**PROVIDED DATA**
Segment Open

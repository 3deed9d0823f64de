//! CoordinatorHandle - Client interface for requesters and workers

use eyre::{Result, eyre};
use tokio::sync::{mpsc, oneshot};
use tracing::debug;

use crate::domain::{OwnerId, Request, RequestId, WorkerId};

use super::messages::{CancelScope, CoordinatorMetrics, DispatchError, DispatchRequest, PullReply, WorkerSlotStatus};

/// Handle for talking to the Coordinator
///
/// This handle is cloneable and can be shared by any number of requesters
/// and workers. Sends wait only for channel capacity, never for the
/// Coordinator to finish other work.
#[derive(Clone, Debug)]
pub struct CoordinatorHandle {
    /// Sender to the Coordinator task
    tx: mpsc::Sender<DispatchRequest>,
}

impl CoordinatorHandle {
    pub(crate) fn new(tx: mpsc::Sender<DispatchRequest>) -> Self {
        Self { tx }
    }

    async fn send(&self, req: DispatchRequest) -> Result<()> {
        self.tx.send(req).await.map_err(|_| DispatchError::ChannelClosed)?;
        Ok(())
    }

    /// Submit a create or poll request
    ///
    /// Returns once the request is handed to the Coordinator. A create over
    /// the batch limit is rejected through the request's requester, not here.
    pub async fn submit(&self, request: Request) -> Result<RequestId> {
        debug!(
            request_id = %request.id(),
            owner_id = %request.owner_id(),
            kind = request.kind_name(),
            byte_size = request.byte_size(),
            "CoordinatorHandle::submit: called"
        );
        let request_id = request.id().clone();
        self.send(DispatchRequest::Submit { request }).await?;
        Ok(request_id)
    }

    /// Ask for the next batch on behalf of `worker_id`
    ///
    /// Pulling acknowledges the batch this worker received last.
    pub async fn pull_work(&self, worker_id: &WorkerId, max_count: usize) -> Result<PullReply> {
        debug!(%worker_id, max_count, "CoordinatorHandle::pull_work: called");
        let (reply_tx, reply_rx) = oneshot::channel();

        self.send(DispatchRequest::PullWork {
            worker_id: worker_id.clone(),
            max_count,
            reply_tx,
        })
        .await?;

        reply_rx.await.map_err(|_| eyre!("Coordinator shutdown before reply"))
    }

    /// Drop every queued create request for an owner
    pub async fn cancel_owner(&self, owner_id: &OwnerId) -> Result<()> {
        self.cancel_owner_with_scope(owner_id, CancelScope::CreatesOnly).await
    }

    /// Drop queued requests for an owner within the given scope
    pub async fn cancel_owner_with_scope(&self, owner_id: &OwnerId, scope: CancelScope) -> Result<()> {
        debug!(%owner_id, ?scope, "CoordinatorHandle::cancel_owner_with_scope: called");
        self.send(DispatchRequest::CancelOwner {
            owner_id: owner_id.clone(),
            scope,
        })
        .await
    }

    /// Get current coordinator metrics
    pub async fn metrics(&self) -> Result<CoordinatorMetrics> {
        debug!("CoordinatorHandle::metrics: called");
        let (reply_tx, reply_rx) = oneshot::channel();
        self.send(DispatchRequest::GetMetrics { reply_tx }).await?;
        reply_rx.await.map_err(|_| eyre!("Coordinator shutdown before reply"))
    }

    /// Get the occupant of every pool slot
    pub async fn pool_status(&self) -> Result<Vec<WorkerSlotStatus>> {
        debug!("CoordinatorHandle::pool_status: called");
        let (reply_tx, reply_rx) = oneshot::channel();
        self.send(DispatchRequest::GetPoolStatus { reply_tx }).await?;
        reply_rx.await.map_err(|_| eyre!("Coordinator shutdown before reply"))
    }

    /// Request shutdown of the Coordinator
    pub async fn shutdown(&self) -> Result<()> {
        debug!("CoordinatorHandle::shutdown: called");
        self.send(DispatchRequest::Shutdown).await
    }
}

Segment Closed

Nothing beyond the line that contains "async fn send(&self, req: DispatchRequest)" belongs in the answer; reproduce the entries exactly from their first line through it.

**EXERCISE ANSWER**
repository 3deed9d0823f64de
//! CoordinatorHandle - Client interface for requesters and workers

use eyre::{Result, eyre};
use tokio::sync::{mpsc, oneshot};
use tracing::debug;

use crate::domain::{OwnerId, Request, RequestId, WorkerId};

use super::messages::{CancelScope, CoordinatorMetrics, DispatchError, DispatchRequest, PullReply, WorkerSlotStatus};

/// Handle for talking to the Coordinator
///
/// This handle is cloneable and can be shared by any number of requesters
/// and workers. Sends wait only for channel capacity, never for the
/// Coordinator to finish other work.
#[derive(Clone, Debug)]
pub struct CoordinatorHandle {
    /// Sender to the Coordinator task
    tx: mpsc::Sender<DispatchRequest>,
}

impl CoordinatorHandle {
    pub(crate) fn new(tx: mpsc::Sender<DispatchRequest>) -> Self {
        Self { tx }
    }

    async fn send(&self, req: DispatchRequest) -> Result<()> {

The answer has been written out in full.